Scream-Queens-Episode-1-recap
Fox

The two-hour Scream Queens premiere was a fast-paced bloodbath, with a script densely-packed with pop culture references (a joke about the Serial podcast, and the fact that teens call female celebrities “mom” online) and an airtight cast. Seriously, everyone is so good — but the pilot standouts, for me, were Lea Michele and Nick Jonas, who both stole the show with limited screen time. It also had a great soundtrack — I listed all of the songs at the bottom, so let me know if I missed any in the comments. My list of suspects is at the end, too.

Let’s dive into some fun, TV-14-rated horror-comedy! SPOILER WARNING: Scream Queens plot details ahead.

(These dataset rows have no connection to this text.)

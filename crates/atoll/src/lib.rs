//! Atoll: spatial accessibility scoring for island-scale regions.
//!
//! This is the top-level facade crate that re-exports the public API from
//! all Atoll sub-crates. For most users, adding `atoll` as a single
//! dependency is sufficient.
//!
//! # Quick start
//!
//! ```rust
//! use atoll::prelude::*;
//!
//! // A ~22 km square coastal region at ~222 m cells.
//! let bounds = GeoBounds::new(-20.4, -20.2, 57.4, 57.6).unwrap();
//! let spec = GridSpec::new(bounds, 0.002).unwrap();
//!
//! // One clinic at a known cell.
//! let (lat, lon) = spec.cell_center(50, 50);
//! let mut engine = AccessibilityEngine::new(spec);
//! engine.set_point_set("clinics", &PointSet::from_triples(vec![(lat, lon, 1)]));
//!
//! let request = ComputeRequest {
//!     categories: [(
//!         "clinics".to_string(),
//!         CategoryConfig { included: true, range_km: 5.0 },
//!     )]
//!     .into_iter()
//!     .collect(),
//!     decay: DecaySettings::new(DecayKind::Linear),
//!     friction: FrictionSettings::frictionless(),
//! };
//! let scores = engine.compute(&request).unwrap();
//!
//! // The clinic's own cell scores a full contribution.
//! assert_eq!(*scores.values.get(50, 50), 1.0);
//! ```
//!
//! # Modules
//!
//! Each module corresponds to a sub-crate. Use them for types not in the prelude:
//!
//! | Module | Sub-crate | Contents |
//! |--------|-----------|----------|
//! | [`core`] | `atoll-core` | Bounds, grid spec, rasters, configuration, errors |
//! | [`index`] | `atoll-index` | Point sets and the bucketed nearest-point index |
//! | [`engine`] | `atoll-engine` | Friction, cost propagation, decay scoring, rendering |
//! | [`flood`] | `atoll-flood` | Flood overlay compositing from encoded elevation |

#![deny(missing_docs)]
#![deny(rustdoc::broken_intra_doc_links)]
#![forbid(unsafe_code)]

/// Bounds, grid spec, rasters, configuration, and errors (`atoll-core`).
pub use atoll_core as core;

/// Point sets and the bucketed nearest-point index (`atoll-index`).
///
/// [`index::PointIndex`] answers radius and nearest-distance queries and
/// seeds the cost propagation.
pub use atoll_index as index;

/// The scoring engine (`atoll-engine`).
///
/// [`engine::AccessibilityEngine`] owns the per-category indices and
/// friction rasters and produces [`engine::ScoreGrid`] surfaces;
/// [`engine::render_rgba`] turns one into a heatmap image buffer.
pub use atoll_engine as engine;

/// Flood overlay compositing (`atoll-flood`).
///
/// [`flood::FloodCompositor`] decodes pre-encoded elevation rasters and
/// composites water-level overlays, independent of the scoring pipeline.
pub use atoll_flood as flood;

/// Common imports for typical Atoll usage.
///
/// ```rust
/// use atoll::prelude::*;
/// ```
pub mod prelude {
    // Geography and grids
    pub use atoll_core::{GeoBounds, Grid, GridSpec, Raster};

    // Configuration
    pub use atoll_core::{
        CategoryConfig, DecayKind, DecaySettings, FrictionSettings, FrictionSource, RoadClass,
    };

    // Errors
    pub use atoll_core::{ComputeError, ConfigError};

    // Points
    pub use atoll_index::{Point, PointIndex, PointSet};

    // Engine
    pub use atoll_engine::{render_rgba, AccessibilityEngine, ComputeRequest, ScoreGrid};

    // Flood
    pub use atoll_flood::{
        ElevationRaster, FloodCompositor, FloodMetadata, FloodMode, FloodOverlay, OverlayRaster,
    };
}
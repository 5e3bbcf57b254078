//! The accessibility computation orchestrator.

use crate::decay;
use crate::friction::FrictionField;
use crate::landmask::derive_land_mask;
use crate::propagate::propagate;
use crate::scratch::PropagationScratch;
use atoll_core::{
    CategoryConfig, ComputeError, DecaySettings, FrictionSettings, Grid, GridSpec, Raster,
};
use atoll_index::{PointIndex, PointSet};
use indexmap::IndexMap;
use tracing::{debug, trace};

/// One accessibility computation request.
///
/// Categories are keyed by label; iteration order (and therefore
/// accumulation order) follows insertion order.
#[derive(Clone, Debug)]
pub struct ComputeRequest {
    /// Per-category inclusion and range settings.
    pub categories: IndexMap<String, CategoryConfig>,
    /// Decay function shared by all categories.
    pub decay: DecaySettings,
    /// Travel-friction configuration.
    pub friction: FrictionSettings,
}

/// The result of one accessibility computation.
#[derive(Clone, Debug)]
pub struct ScoreGrid {
    /// Per-cell accumulated scores. Every value is `>= 0`.
    pub values: Grid<f32>,
    /// Exact maximum over `values`, for display normalization.
    pub max_score: f32,
    /// Cells eligible for display (land, or near settlement).
    pub land_mask: Grid<bool>,
}

impl ScoreGrid {
    /// Grid width in cells.
    pub fn width(&self) -> usize {
        self.values.spec().width()
    }

    /// Grid height in cells.
    pub fn height(&self) -> usize {
        self.values.spec().height()
    }
}

/// The accessibility engine: owns the grid spec, the cached per-category
/// point indices, the optional input rasters, and the scratch arena.
///
/// Synchronous and single-invocation: a computation runs to completion on
/// the calling thread, and the engine must not be invoked concurrently
/// with itself. A caller issuing a new request is responsible for
/// discarding the superseded result.
pub struct AccessibilityEngine {
    spec: GridSpec,
    indices: IndexMap<String, PointIndex>,
    population: Option<Raster>,
    road_friction: Option<Raster>,
    scratch: PropagationScratch,
}

impl AccessibilityEngine {
    /// Create an engine for the given grid.
    pub fn new(spec: GridSpec) -> Self {
        Self {
            spec,
            indices: IndexMap::new(),
            population: None,
            road_friction: None,
            scratch: PropagationScratch::new(spec.cell_count()),
        }
    }

    /// The grid spec computations rasterize against.
    pub fn spec(&self) -> &GridSpec {
        &self.spec
    }

    /// Install or replace the population raster (friction source and land
    /// mask input). `None` clears it.
    pub fn set_population(&mut self, raster: Option<Raster>) -> Result<(), ComputeError> {
        if let Some(r) = &raster {
            r.validate()?;
        }
        self.population = raster;
        Ok(())
    }

    /// Install or replace the road-friction raster. `None` clears it.
    pub fn set_road_friction(&mut self, raster: Option<Raster>) -> Result<(), ComputeError> {
        if let Some(r) = &raster {
            r.validate()?;
        }
        self.road_friction = raster;
        Ok(())
    }

    /// Install or rebuild the index for one category from its point set.
    ///
    /// The index is cached and reused across computations until the
    /// backing point set changes.
    pub fn set_point_set(&mut self, label: impl Into<String>, set: &PointSet) {
        self.indices.insert(label.into(), PointIndex::build(set));
    }

    /// Drop a category's index entirely.
    pub fn remove_point_set(&mut self, label: &str) {
        self.indices.shift_remove(label);
    }

    /// Metric distance from a point to the nearest POI of a category, or
    /// `None` when the category is unknown or has no point within the
    /// coarse search radius.
    pub fn nearest_distance_m(&self, label: &str, lat: f64, lon: f64) -> Option<f64> {
        self.indices.get(label)?.nearest_distance_m(lat, lon)
    }

    /// Run one full accessibility computation.
    ///
    /// Categories that are excluded, have zero range, or have a missing
    /// or empty point set contribute nothing, bit-for-bit identical to
    /// the category being absent. Missing rasters degrade to uniform
    /// friction and an all-land mask. Malformed friction settings fail
    /// before any propagation starts.
    pub fn compute(&mut self, request: &ComputeRequest) -> Result<ScoreGrid, ComputeError> {
        request.friction.validate()?;
        let friction = FrictionField::build(
            self.spec,
            &request.friction,
            self.population.as_ref(),
            self.road_friction.as_ref(),
        )?;

        let cell_count = self.spec.cell_count();
        self.scratch.ensure_capacity(cell_count);
        let mut score = vec![0.0f32; cell_count];

        let kind = request.decay.kind;
        let scan_multiplier = kind.scan_multiplier();

        for (label, cfg) in &request.categories {
            if !cfg.is_active() {
                trace!(%label, "category inactive, skipped");
                continue;
            }
            let Some(index) = self.indices.get(label) else {
                trace!(%label, "no point set loaded, skipped");
                continue;
            };
            if index.is_empty() {
                trace!(%label, "empty point set, skipped");
                continue;
            }

            let seeds: Vec<usize> = index
                .points()
                .iter()
                .filter_map(|p| self.spec.cell_containing(p.lat, p.lon))
                .map(|(row, col)| self.spec.index(row, col))
                .collect();
            if seeds.is_empty() {
                trace!(%label, "all points outside the grid, skipped");
                continue;
            }

            let range_m = cfg.range_m();
            let max_scan_m = range_m * friction.effective_road_factor() * scan_multiplier;
            debug!(%label, seeds = seeds.len(), range_m, max_scan_m, "propagating category");

            self.scratch.reset();
            propagate(
                &self.spec,
                seeds,
                &friction,
                max_scan_m,
                &mut self.scratch,
                |cell, distance_m| {
                    score[cell] += decay::contribution(kind, distance_m, range_m) as f32;
                },
            );
        }

        let max_score = score.iter().copied().fold(0.0f32, f32::max);
        let land_mask = derive_land_mask(&self.spec, self.population.as_ref());
        debug!(max_score, "computation finished");

        Ok(ScoreGrid {
            values: Grid::from_values(self.spec, score),
            max_score,
            land_mask: Grid::from_values(self.spec, land_mask),
        })
    }
}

The show opens with a flashback to 1995. A girl with blood all over her hands staggers through a party, and she takes her sorority sisters upstairs, where a girl in a pretty yellow dress has given birth in the tub. It’s an awkward party foul, and the girl is all, “Sorreeeee!” but her sisters don’t have time for this bathtub baby. The sisters leave her to go dance to TLC’s “Waterfalls,” because it’s the ’90s, remember? Also because they are terrible friends. When they come back upstairs, the girl has bled to death, and her stricken friend is holding the newborn. The tone, as director Ryan Murphy has said he’s aiming for, is very Heathers-style black comedy. And BOOM, there’s our origin story — onto the present day…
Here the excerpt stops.